Eye For Film >> Movies >> Pilgrimage (2011) Film Review
Pilgrimage
Reviewed by: Andrew Robertson
There is the thrum and howl of something, a high metallic ringing. Before us images, certainly, but it takes a while to realise what we are looking at is snow. Snow underfoot, or more specifically not yet underfoot - snow before, around, our fixed perspective that of our cameraman, his shadow sometimes cast by streetlights where we can see it.

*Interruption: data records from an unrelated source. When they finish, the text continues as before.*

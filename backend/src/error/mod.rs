use thiserror::Error;

/// Errors raised by the audit store and its transactions.
///
/// None of these ever reach a producer: the pipeline logs them and moves on.
#[derive(Debug, Error)]
pub enum AuditError {
    #[error("database error: {0}")]
    Database(#[from] sqlx::Error),

    #[error("audit transaction already finished")]
    TransactionClosed,

    #[error("audit insert statement has not been prepared")]
    StatementNotPrepared,

    #[error("audit store unavailable: {0}")]
    Unavailable(String),
}

impl AuditError {
    /// Short machine-readable label used as a structured log field.
    pub fn code(&self) -> &'static str {
        match self {
            AuditError::Database(sqlx::Error::PoolTimedOut) => "POOL_TIMED_OUT",
            AuditError::Database(sqlx::Error::PoolClosed) => "POOL_CLOSED",
            AuditError::Database(_) => "DATABASE_ERROR",
            AuditError::TransactionClosed => "TRANSACTION_CLOSED",
            AuditError::StatementNotPrepared => "STATEMENT_NOT_PREPARED",
            AuditError::Unavailable(_) => "STORE_UNAVAILABLE",
        }
    }
}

There are speech-like noises, disjointed somewhat, less so than the 'action'. This is stopmotionist, short bursts of nature, step, and film, and stop, and step, and step, and film, and stop, and step, all compressed and pushed to that frame frame frame frame flicker of film. At points one wonders if we are looking at fresh footage, or the same shot repeated - the few cues are not enough to generate certainty.
Timelapsian streaks, lights hanging like baubles, the spin and spin of the turning cameraman. What impression is created? There are religious overtones, literally so - a liturgy perhaps, a sermon? There is something that approximates music - the ear tries desperately to determine if it is Silent Night - there is a choir involved. Perhaps it is the snow that creates the suspicion of Christmas. Filmed in Montreal's Parc Lafontaine this 'pilgramage' feels more like an interminable martyrdom.
At times experimental short films can feel like funhouse mirrors, forcing us to watch, distorted, the act of watching itself. Like other abstract art there is, if one is lucky, a clue to intent in the title. In Pilgrimage then, there is a journey, but one is not certain if it is intentional that there is nothing at the end - no relic, no ruin, no miracle. It does feel odd to seek a silver lining and hypothesise a nihilistic atheism, but sometimes there are only Neitzchian impulses.